The human-centered activities in multimedia, or HCM, can be considered as follows according to: media production, annotation, organization, archival, retrieval, sharing, analysis, and communication, which can be clustered into three areas: production, analysis, and interaction.

=== Multimedia production ===
Multimedia production is the human task of creating media. For instance, photographing, recording audio, remixing, etc. All aspects of media production concerned must directly involve humans in HCM. There are two main characteristics of multimedia production. The first is culture and social factors.
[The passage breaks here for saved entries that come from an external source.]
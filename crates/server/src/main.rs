mod config;
mod http;
mod rate;
mod state;

use anyhow::Context;
use dotenvy::dotenv;
use tracing::info;

use config::Settings;
use http::router::build_router;
use state::AppState;

#[tokio::main]
async fn main() -> anyhow::Result<()> {
    dotenv().ok();
    tracing_subscriber::fmt::init();

    let settings = Settings::new().context("Failed to load configuration")?;

    let store = storage::connect(&settings.database.url)
        .await
        .context("Failed to open the record store")?;

    let state = AppState::new(store);
    let app = build_router(
        state,
        &settings.server.cors_origins,
        &settings.server.public_dir,
    );

    let addr = format!("{}:{}", settings.server.host, settings.server.port);
    info!("Server listening on {}", addr);

    let listener = tokio::net::TcpListener::bind(&addr)
        .await
        .with_context(|| format!("Failed to bind to address: {}", addr))?;

    axum::serve(listener, app)
        .with_graceful_shutdown(shutdown_signal())
        .await?;

    Ok(())
}

async fn shutdown_signal() {
    let ctrl_c = async {
        tokio::signal::ctrl_c()
            .await
            .expect("failed to install Ctrl+C handler");
    };

    #[cfg(unix)]
    let terminate = async {
        tokio::signal::unix::signal(tokio::signal::unix::SignalKind::terminate())
            .expect("failed to install signal handler")
            .recv()
            .await;
    };

    #[cfg(not(unix))]
    let terminate = std::future::pending::<()>();

    tokio::select! {
        _ = ctrl_c => {
            info!("Received Ctrl+C, shutting down gracefully...");
        },
        _ = terminate => {
            info!("Received SIGTERM, shutting down gracefully...");
        },
    }
}
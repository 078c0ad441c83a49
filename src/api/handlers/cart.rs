use axum::{
    Json,
    extract::{Path, State},
};
use axum_extra::{
    TypedHeader,
    headers::{Authorization, authorization::Bearer},
};
use uuid::Uuid;

use super::current_user;
use crate::{
    AppState,
    api::types::{AddCartItemRequest, CartResponse, SuccessResponse},
    error::Result,
    services::cart,
};

pub async fn view_cart(
    State(state): State<AppState>,
    TypedHeader(bearer): TypedHeader<Authorization<Bearer>>,
) -> Result<Json<CartResponse>> {
    let user = current_user(&state, &bearer).await?;

    let view = cart::view_cart(&state, user.id).await?;

    Ok(Json(CartResponse::from(view)))
}

pub async fn add_item(
    State(state): State<AppState>,
    Path(artwork_id): Path<Uuid>,
    TypedHeader(bearer): TypedHeader<Authorization<Bearer>>,
    Json(request): Json<AddCartItemRequest>,
) -> Result<Json<CartResponse>> {
    let user = current_user(&state, &bearer).await?;

    cart::add_item(&state, user.id, artwork_id, request.quantity).await?;
    let view = cart::view_cart(&state, user.id).await?;

    Ok(Json(CartResponse::from(view)))
}

pub async fn remove_item(
    State(state): State<AppState>,
    Path(artwork_id): Path<Uuid>,
    TypedHeader(bearer): TypedHeader<Authorization<Bearer>>,
) -> Result<Json<CartResponse>> {
    let user = current_user(&state, &bearer).await?;

    cart::remove_item(&state, user.id, artwork_id).await?;
    let view = cart::view_cart(&state, user.id).await?;

    Ok(Json(CartResponse::from(view)))
}

pub async fn clear_cart(
    State(state): State<AppState>,
    TypedHeader(bearer): TypedHeader<Authorization<Bearer>>,
) -> Result<Json<SuccessResponse>> {
    let user = current_user(&state, &bearer).await?;

    cart::clear(&state, user.id).await?;

    Ok(Json(SuccessResponse::ok()))
}
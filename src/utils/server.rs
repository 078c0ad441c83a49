use tokio::signal;
use tracing_subscriber::{layer::SubscriberExt, util::SubscriberInitExt};

use crate::error::Result;

pub fn init_tracing() -> Result<()> {
    let env_filter = tracing_subscriber::EnvFilter::try_from_default_env().unwrap_or_else(|_| {
        "info,virtual_gallery=debug,tower_http=info,hyper=warn,sea_orm=warn".into()
    });

    Ok(tracing_subscriber::registry()
        .with(env_filter)
        .with(
            tracing_subscriber::fmt::layer()
                .json()
                .flatten_event(true)
                .with_current_span(true)
                .with_span_list(false)
                .with_file(false)
                .with_target(true)
                .with_line_number(false)
                .with_thread_ids(false)
                .with_thread_names(false),
        )
        .try_init()?)
}

pub async fn shutdown_signal() {
    let ctrl_c = async {
        signal::ctrl_c()
            .await
            .expect("Failed to install ctrl+c handler");
    };

    #[cfg(unix)]
    let terminate = async {
        use tokio::signal::unix::{SignalKind, signal};

        signal(SignalKind::terminate())
            .expect("Failed to install signal handler")
            .recv()
            .await;
    };

    #[cfg(not(unix))]
    let terminate = std::future::pending::<()>();

    tokio::select! {
        _ = ctrl_c => {
            tracing::warn!("Received Ctrl+C, initiating shutdown");
        }
        _ = terminate => {
            tracing::warn!("Received SIGTERM, initiating shutdown");
        }
    }
}
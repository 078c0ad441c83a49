use sea_orm::entity::prelude::*;
use serde::{Deserialize, Serialize};

#[derive(Clone, Debug, PartialEq, DeriveEntityModel)]
#[sea_orm(table_name = "artworks")]
pub struct Model {
    #[sea_orm(primary_key, auto_increment = false)]
    pub id: Uuid,

    #[sea_orm(indexed)]
    pub artist_id: Uuid,

    #[sea_orm(nullable, indexed)]
    pub category_id: Option<Uuid>,

    pub title: String,

    pub description: String,

    pub image_ref: String,

    pub technique: String,

    #[sea_orm(nullable)]
    pub year: Option<i32>,

    pub price_cents: i64,

    pub stock: i32,

    pub status: ArtworkStatus,

    pub submitted_at: DateTimeUtc,

    #[sea_orm(nullable)]
    pub validated_at: Option<DateTimeUtc>,
}

#[derive(Clone, Copy, Debug, Default, EnumIter, DeriveActiveEnum, PartialEq, Serialize, Deserialize)]
#[sea_orm(rs_type = "String", db_type = "String(StringLen::None)")]
#[serde(rename_all = "snake_case")]
pub enum ArtworkStatus {
    #[default]
    #[sea_orm(string_value = "pending")]
    Pending,

    #[sea_orm(string_value = "approved")]
    Approved,

    #[sea_orm(string_value = "rejected")]
    Rejected,
}

impl ArtworkStatus {
    /// A review decision only ever moves a pending artwork to a terminal
    /// status. Re-applying the same terminal status is a no-op.
    pub fn review_outcome(&self, target: ArtworkStatus) -> ReviewOutcome {
        match (self, target) {
            (ArtworkStatus::Pending, ArtworkStatus::Approved)
            | (ArtworkStatus::Pending, ArtworkStatus::Rejected) => ReviewOutcome::Apply,
            (current, target) if *current == target => ReviewOutcome::NoOp,
            _ => ReviewOutcome::Invalid,
        }
    }
}

#[derive(Debug, PartialEq)]
pub enum ReviewOutcome {
    Apply,
    NoOp,
    Invalid,
}

impl Model {
    pub fn is_purchasable(&self) -> bool {
        self.status == ArtworkStatus::Approved && self.stock > 0
    }
}

#[derive(Copy, Clone, Debug, EnumIter, DeriveRelation)]
pub enum Relation {
    #[sea_orm(
        belongs_to = "super::artist::Entity",
        from = "Column::ArtistId",
        to = "super::artist::Column::Id"
    )]
    Artist,

    #[sea_orm(
        belongs_to = "super::category::Entity",
        from = "Column::CategoryId",
        to = "super::category::Column::Id"
    )]
    Category,

    #[sea_orm(has_many = "super::order_line::Entity")]
    OrderLines,

    #[sea_orm(has_many = "super::cart_item::Entity")]
    CartItems,
}

impl Related<super::artist::Entity> for Entity {
    fn to() -> RelationDef {
        Relation::Artist.def()
    }
}

impl Related<super::category::Entity> for Entity {
    fn to() -> RelationDef {
        Relation::Category.def()
    }
}

impl Related<super::exhibition::Entity> for Entity {
    fn to() -> RelationDef {
        super::exhibition_artwork::Relation::Exhibition.def()
    }

    fn via() -> Option<RelationDef> {
        Some(super::exhibition_artwork::Relation::Artwork.def().rev())
    }
}

impl ActiveModelBehavior for ActiveModel {}

#[cfg(test)]
mod tests {
    use chrono::Utc;
    use uuid::Uuid;

    use super::{ArtworkStatus, Model, ReviewOutcome};

    fn artwork(status: ArtworkStatus, stock: i32) -> Model {
        Model {
            id: Uuid::new_v4(),
            artist_id: Uuid::new_v4(),
            category_id: None,
            title: "Untitled".into(),
            description: String::new(),
            image_ref: "artworks/untitled.png".into(),
            technique: String::new(),
            year: None,
            price_cents: 1000,
            stock,
            status,
            submitted_at: Utc::now(),
            validated_at: None,
        }
    }

    #[test]
    fn purchasable_requires_approved_and_stock() {
        assert!(artwork(ArtworkStatus::Approved, 1).is_purchasable());
        assert!(!artwork(ArtworkStatus::Approved, 0).is_purchasable());
        assert!(!artwork(ArtworkStatus::Pending, 5).is_purchasable());
        assert!(!artwork(ArtworkStatus::Rejected, 5).is_purchasable());
    }

    #[test]
    fn review_applies_only_from_pending() {
        assert_eq!(
            ArtworkStatus::Pending.review_outcome(ArtworkStatus::Approved),
            ReviewOutcome::Apply
        );
        assert_eq!(
            ArtworkStatus::Pending.review_outcome(ArtworkStatus::Rejected),
            ReviewOutcome::Apply
        );
    }

    #[test]
    fn repeated_review_is_a_noop() {
        assert_eq!(
            ArtworkStatus::Approved.review_outcome(ArtworkStatus::Approved),
            ReviewOutcome::NoOp
        );
        assert_eq!(
            ArtworkStatus::Rejected.review_outcome(ArtworkStatus::Rejected),
            ReviewOutcome::NoOp
        );
    }

    #[test]
    fn flipping_a_decided_status_is_invalid() {
        assert_eq!(
            ArtworkStatus::Approved.review_outcome(ArtworkStatus::Rejected),
            ReviewOutcome::Invalid
        );
        assert_eq!(
            ArtworkStatus::Rejected.review_outcome(ArtworkStatus::Approved),
            ReviewOutcome::Invalid
        );
    }
}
HCM production systems should consider cultural differences and be designed according to the culture in which they will be deployed. The second is to consider human abilities. Participants involved in HCM production should be able to complete the activities during the production process. The field of Multimedia in Human-Centered Multimedia (HCM) is dedicated to the creation and development of various forms of media, including photography, audio recording, and remixing. What sets HCM apart is its emphasis on active human involvement throughout the production process. This means that cultural differences must be taken into account to tailor HCM systems according to specific cultural contexts. Furthermore, a key factor for achieving success in HCM production lies in recognizing and utilizing human capabilities effectively; this enables active participation and ensures efficient completion of all production activities.
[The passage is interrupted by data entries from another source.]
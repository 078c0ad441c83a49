use uuid::Uuid;

use crate::{
    AppState,
    config::StoreConfig,
    db::{
        entities::{artwork, cart},
        repositories::{ArtworkRepository, CartRepository},
    },
    error::{AppError, Result},
};

pub struct CartView {
    pub cart: cart::Model,
    pub entries: Vec<CartEntry>,
    pub totals: CartTotals,
}

pub struct CartEntry {
    pub artwork: artwork::Model,
    pub quantity: i32,
}

#[derive(Debug, Clone, Copy, PartialEq)]
pub struct CartTotals {
    pub subtotal_cents: i64,
    pub shipping_cents: i64,
    pub tax_cents: i64,
    pub total_cents: i64,
}

/// Subtotal plus a flat shipping fee (waived on an empty cart) plus tax on
/// the shipped subtotal. Integer cents throughout, tax truncated.
pub fn compute_totals(lines: &[(i32, i64)], store: &StoreConfig) -> CartTotals {
    let subtotal_cents: i64 = lines
        .iter()
        .map(|(quantity, unit_price_cents)| *quantity as i64 * unit_price_cents)
        .sum();

    let shipping_cents = if subtotal_cents > 0 {
        store.shipping_flat_cents
    } else {
        0
    };

    let tax_cents = (subtotal_cents + shipping_cents) * store.tax_rate_percent / 100;

    CartTotals {
        subtotal_cents,
        shipping_cents,
        tax_cents,
        total_cents: subtotal_cents + shipping_cents + tax_cents,
    }
}

pub async fn view_cart(state: &AppState, user_id: Uuid) -> Result<CartView> {
    let db_connection = state.db.get_connection();

    let cart = CartRepository::get_or_create_cart(db_connection, user_id).await?;
    let rows = CartRepository::items_with_artworks(db_connection, cart.id).await?;

    let entries: Vec<CartEntry> = rows
        .into_iter()
        .filter_map(|(item, artwork)| {
            artwork.map(|artwork| CartEntry {
                artwork,
                quantity: item.quantity,
            })
        })
        .collect();

    let lines: Vec<(i32, i64)> = entries
        .iter()
        .map(|entry| (entry.quantity, entry.artwork.price_cents))
        .collect();

    let totals = compute_totals(&lines, &state.config.store);

    Ok(CartView {
        cart,
        entries,
        totals,
    })
}

pub async fn add_item(
    state: &AppState,
    user_id: Uuid,
    artwork_id: Uuid,
    quantity: i32,
) -> Result<()> {
    if quantity < 1 {
        return Err(AppError::InvalidParams("Quantity must be at least 1".into()));
    }

    let db_transaction = state.db.begin_transaction().await?;

    let artwork = ArtworkRepository::find_artwork_by_id(&db_transaction, artwork_id)
        .await?
        .ok_or(AppError::ArtworkNotFound)?;

    if !artwork.is_purchasable() {
        db_transaction.rollback().await?;
        return Err(AppError::OutOfStock);
    }

    let cart = CartRepository::get_or_create_cart(&db_transaction, user_id).await?;

    // Stock is re-checked against the would-be line quantity; checkout does
    // the authoritative conditional decrement later.
    let existing = CartRepository::find_item(&db_transaction, cart.id, artwork_id)
        .await?
        .map(|item| item.quantity)
        .unwrap_or(0);

    if existing + quantity > artwork.stock {
        db_transaction.rollback().await?;
        return Err(AppError::OutOfStock);
    }

    CartRepository::add_quantity(&db_transaction, cart.id, artwork_id, quantity).await?;

    db_transaction
        .commit()
        .await
        .map_err(AppError::DatabaseError)?;

    Ok(())
}

pub async fn remove_item(state: &AppState, user_id: Uuid, artwork_id: Uuid) -> Result<()> {
    let db_connection = state.db.get_connection();

    let cart = CartRepository::get_or_create_cart(db_connection, user_id).await?;

    if !CartRepository::remove_item(db_connection, cart.id, artwork_id).await? {
        return Err(AppError::CartItemNotFound);
    }

    Ok(())
}

pub async fn clear(state: &AppState, user_id: Uuid) -> Result<()> {
    let db_connection = state.db.get_connection();

    let cart = CartRepository::get_or_create_cart(db_connection, user_id).await?;
    CartRepository::clear_items(db_connection, cart.id).await
}

#[cfg(test)]
mod tests {
    use super::compute_totals;
    use crate::config::StoreConfig;

    fn store() -> StoreConfig {
        StoreConfig {
            shipping_flat_cents: 500,
            tax_rate_percent: 20,
            default_page_size: 12,
            max_page_size: 100,
        }
    }

    #[test]
    fn worked_example_from_the_storefront() {
        // 2x 10.00 + 1x 5.00 -> 25.00 subtotal, 5.00 shipping, 6.00 tax.
        let totals = compute_totals(&[(2, 1000), (1, 500)], &store());

        assert_eq!(totals.subtotal_cents, 2500);
        assert_eq!(totals.shipping_cents, 500);
        assert_eq!(totals.tax_cents, 600);
        assert_eq!(totals.total_cents, 3600);
    }

    #[test]
    fn empty_cart_pays_no_shipping_or_tax() {
        let totals = compute_totals(&[], &store());

        assert_eq!(totals.subtotal_cents, 0);
        assert_eq!(totals.shipping_cents, 0);
        assert_eq!(totals.tax_cents, 0);
        assert_eq!(totals.total_cents, 0);
    }

    #[test]
    fn tax_is_truncated_to_whole_cents() {
        let totals = compute_totals(&[(1, 3)], &store());

        // (3 + 500) * 20 / 100 = 100.6 -> 100
        assert_eq!(totals.tax_cents, 100);
        assert_eq!(totals.total_cents, 603);
    }
}
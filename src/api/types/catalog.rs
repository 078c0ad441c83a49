use chrono::{DateTime, Utc};
use serde::{Deserialize, Serialize};
use uuid::Uuid;

use super::common::{parse_i64, parse_u64, parse_uuid};
use crate::db::{
    entities::{artist, artwork, artwork::ArtworkStatus, category},
    repositories::artwork::{ArtworkFilters, ArtworkSort},
};

#[derive(Debug, Serialize)]
pub struct ArtistSummary {
    pub id: Uuid,
    pub name: String,
    pub nationality: String,
}

impl From<artist::Model> for ArtistSummary {
    fn from(artist: artist::Model) -> Self {
        Self {
            id: artist.id,
            name: artist.name,
            nationality: artist.nationality,
        }
    }
}

#[derive(Debug, Serialize)]
pub struct ArtworkResponse {
    pub id: Uuid,
    pub title: String,
    pub description: String,
    pub image_ref: String,
    pub technique: String,
    pub year: Option<i32>,
    pub price_cents: i64,
    pub stock: i32,
    pub status: ArtworkStatus,
    pub category_id: Option<Uuid>,
    pub artist: Option<ArtistSummary>,
    pub submitted_at: DateTime<Utc>,
}

impl ArtworkResponse {
    pub fn from_pair(artwork: artwork::Model, artist: Option<artist::Model>) -> Self {
        Self {
            id: artwork.id,
            title: artwork.title,
            description: artwork.description,
            image_ref: artwork.image_ref,
            technique: artwork.technique,
            year: artwork.year,
            price_cents: artwork.price_cents,
            stock: artwork.stock,
            status: artwork.status,
            category_id: artwork.category_id,
            artist: artist.map(ArtistSummary::from),
            submitted_at: artwork.submitted_at,
        }
    }
}

impl From<artwork::Model> for ArtworkResponse {
    fn from(artwork: artwork::Model) -> Self {
        Self::from_pair(artwork, None)
    }
}

#[derive(Debug, Serialize)]
pub struct CategoryResponse {
    pub id: Uuid,
    pub name: String,
    pub description: String,
}

impl From<category::Model> for CategoryResponse {
    fn from(category: category::Model) -> Self {
        Self {
            id: category.id,
            name: category.name,
            description: category.description,
        }
    }
}

/// All fields arrive as raw strings so a bad value never rejects the whole
/// request; it is simply ignored.
#[derive(Debug, Default, Deserialize)]
pub struct ArtworkListQuery {
    pub q: Option<String>,
    pub category: Option<String>,
    pub artist: Option<String>,
    pub technique: Option<String>,
    pub price_min: Option<String>,
    pub price_max: Option<String>,
    pub sort: Option<String>,
    pub page: Option<String>,
    pub per_page: Option<String>,
}

impl ArtworkListQuery {
    pub fn filters(&self) -> ArtworkFilters {
        ArtworkFilters {
            text: self.q.clone().filter(|q| !q.trim().is_empty()),
            category_id: parse_uuid(self.category.as_deref()),
            artist_id: parse_uuid(self.artist.as_deref()),
            technique: self.technique.clone().filter(|t| !t.trim().is_empty()),
            price_min_cents: parse_i64(self.price_min.as_deref()),
            price_max_cents: parse_i64(self.price_max.as_deref()),
            sort: self
                .sort
                .as_deref()
                .map(ArtworkSort::parse)
                .unwrap_or_default(),
        }
    }

    pub fn page(&self) -> Option<u64> {
        parse_u64(self.page.as_deref())
    }

    pub fn per_page(&self) -> Option<u64> {
        parse_u64(self.per_page.as_deref())
    }
}

#[derive(Debug, Deserialize)]
pub struct SubmitArtworkRequest {
    pub title: String,
    #[serde(default)]
    pub description: String,
    pub image_ref: String,
    #[serde(default)]
    pub technique: String,
    pub year: Option<i32>,
    pub price_cents: i64,
    pub stock: i32,
    pub category_id: Option<Uuid>,
}

#[derive(Debug, Default, Deserialize)]
pub struct UpdateArtworkRequest {
    pub title: Option<String>,
    pub description: Option<String>,
    pub image_ref: Option<String>,
    pub technique: Option<String>,
    pub year: Option<i32>,
    pub price_cents: Option<i64>,
    pub stock: Option<i32>,
    pub category_id: Option<Uuid>,
}

#[cfg(test)]
mod tests {
    use super::ArtworkListQuery;
    use crate::db::repositories::artwork::ArtworkSort;

    #[test]
    fn garbage_filters_fall_away_silently() {
        let query = ArtworkListQuery {
            q: Some("  ".into()),
            category: Some("not-a-uuid".into()),
            price_min: Some("cheap".into()),
            price_max: Some("5000".into()),
            sort: Some("bogus".into()),
            page: Some("two".into()),
            ..Default::default()
        };

        let filters = query.filters();
        assert!(filters.text.is_none());
        assert!(filters.category_id.is_none());
        assert!(filters.price_min_cents.is_none());
        assert_eq!(filters.price_max_cents, Some(5000));
        assert_eq!(filters.sort, ArtworkSort::Recent);
        assert!(query.page().is_none());
    }
}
=== Multimedia analysis ===
Multimedia analysis can be considered as a type of HCM applications which is the automatic analysis of human activities and social behavior in general. There is a broad area of potential relevant uses from facilitating and enhancing human communications, to allowing for improved information access and retrieval in the professional, entertainment, and personal domains. The field of Multimedia Analysis in Human-Centered Multimedia (HCM), involves automatically analyzing human activities and social behavior. This application area covers a wide range of domains, including improving communication between individuals and enhancing information access in professional, entertainment, and personal contexts. The possibilities for utilizing multimedia analysis are extensive, as it goes beyond simple categorization to achieve a nuanced understanding of human behavior. By doing so, system functionalities can be enhanced while providing users with improved experiences.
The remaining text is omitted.